▶ [Records for this task]
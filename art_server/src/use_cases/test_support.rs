use std::collections::VecDeque;
use std::sync::{Arc, Mutex};

use async_trait::async_trait;

use crate::domain::{
    Candidate, ContentPart, DecodedImage, GenerativeModel, ModelError, ModelRequest,
    ModelResponse,
};

pub(crate) type Script = Arc<Mutex<VecDeque<Result<ModelResponse, ModelError>>>>;

// Model double that replays queued responses and records every request.
#[derive(Clone)]
pub(crate) struct ScriptedModel {
    configured: bool,
    script: Script,
    requests: Arc<Mutex<Vec<ModelRequest>>>,
}

impl ScriptedModel {
    pub(crate) fn new() -> Self {
        Self {
            configured: true,
            script: Arc::new(Mutex::new(VecDeque::new())),
            requests: Arc::new(Mutex::new(Vec::new())),
        }
    }

    pub(crate) fn unconfigured() -> Self {
        Self {
            configured: false,
            ..Self::new()
        }
    }

    pub(crate) fn respond(self, response: Result<ModelResponse, ModelError>) -> Self {
        self.script
            .lock()
            .expect("script mutex poisoned")
            .push_back(response);
        self
    }

    pub(crate) fn requests(&self) -> Vec<ModelRequest> {
        self.requests
            .lock()
            .expect("requests mutex poisoned")
            .clone()
    }
}

#[async_trait]
impl GenerativeModel for ScriptedModel {
    fn is_configured(&self) -> bool {
        self.configured
    }

    async fn generate_content(&self, request: ModelRequest) -> Result<ModelResponse, ModelError> {
        self.requests
            .lock()
            .expect("requests mutex poisoned")
            .push(request);

        self.script
            .lock()
            .expect("script mutex poisoned")
            .pop_front()
            .unwrap_or_else(|| Err(ModelError::Transport("script exhausted".to_string())))
    }
}

// Response with a single candidate holding the given parts.
pub(crate) fn single_candidate(parts: Vec<ContentPart>) -> ModelResponse {
    ModelResponse {
        candidates: vec![Candidate { parts: Some(parts) }],
    }
}

pub(crate) fn text_response(text: &str) -> ModelResponse {
    single_candidate(vec![ContentPart::text(text)])
}

pub(crate) fn image_response(mime_type: &str, bytes: &str) -> ModelResponse {
    single_candidate(vec![ContentPart::InlineImage(DecodedImage::new(
        mime_type, bytes,
    ))])
}

pub(crate) fn room_photo() -> DecodedImage {
    DecodedImage::new("image/jpeg", "/9j/4AAQ")
}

▶ [Brief]
State how many lines in the records above contain the word "parts". Give nothing but the number.

▶ [Final answer]
3